BEGIN Records provided

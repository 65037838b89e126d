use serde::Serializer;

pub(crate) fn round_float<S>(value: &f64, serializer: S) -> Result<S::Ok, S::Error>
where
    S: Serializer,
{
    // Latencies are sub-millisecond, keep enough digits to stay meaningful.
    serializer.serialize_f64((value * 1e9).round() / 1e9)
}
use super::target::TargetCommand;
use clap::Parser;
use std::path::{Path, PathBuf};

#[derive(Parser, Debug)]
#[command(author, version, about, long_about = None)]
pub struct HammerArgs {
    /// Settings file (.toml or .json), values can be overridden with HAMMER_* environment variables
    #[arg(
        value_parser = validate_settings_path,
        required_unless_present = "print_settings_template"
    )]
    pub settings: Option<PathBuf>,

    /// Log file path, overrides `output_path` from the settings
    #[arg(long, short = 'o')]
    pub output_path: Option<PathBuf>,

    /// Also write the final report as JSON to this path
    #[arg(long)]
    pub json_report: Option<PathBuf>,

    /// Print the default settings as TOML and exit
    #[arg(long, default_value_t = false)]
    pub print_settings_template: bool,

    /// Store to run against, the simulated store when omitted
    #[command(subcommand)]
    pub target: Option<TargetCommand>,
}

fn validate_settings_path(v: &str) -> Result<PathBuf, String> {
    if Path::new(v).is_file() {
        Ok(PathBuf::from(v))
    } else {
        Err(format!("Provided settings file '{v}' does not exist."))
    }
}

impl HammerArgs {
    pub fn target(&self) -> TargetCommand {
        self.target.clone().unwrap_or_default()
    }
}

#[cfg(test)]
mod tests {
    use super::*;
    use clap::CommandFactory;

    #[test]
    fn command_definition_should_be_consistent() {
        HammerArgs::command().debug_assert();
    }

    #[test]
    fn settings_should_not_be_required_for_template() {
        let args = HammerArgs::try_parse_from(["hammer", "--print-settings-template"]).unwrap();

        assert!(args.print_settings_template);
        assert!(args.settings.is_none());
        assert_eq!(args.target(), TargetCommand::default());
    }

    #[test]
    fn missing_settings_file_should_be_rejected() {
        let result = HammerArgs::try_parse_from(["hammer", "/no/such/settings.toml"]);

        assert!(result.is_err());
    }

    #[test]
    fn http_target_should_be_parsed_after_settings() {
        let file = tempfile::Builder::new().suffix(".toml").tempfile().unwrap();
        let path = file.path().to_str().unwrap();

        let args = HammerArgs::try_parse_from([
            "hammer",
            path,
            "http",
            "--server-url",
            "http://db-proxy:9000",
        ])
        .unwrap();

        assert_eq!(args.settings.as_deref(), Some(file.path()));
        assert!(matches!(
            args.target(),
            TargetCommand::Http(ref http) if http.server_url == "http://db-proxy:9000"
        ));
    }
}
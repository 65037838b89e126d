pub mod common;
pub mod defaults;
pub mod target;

END Records provided

Brief: The answer must consist of every line above that contains the word "Option".

Written solution:
    pub settings: Option<PathBuf>,
    pub output_path: Option<PathBuf>,
    pub json_report: Option<PathBuf>,
    pub target: Option<TargetCommand>,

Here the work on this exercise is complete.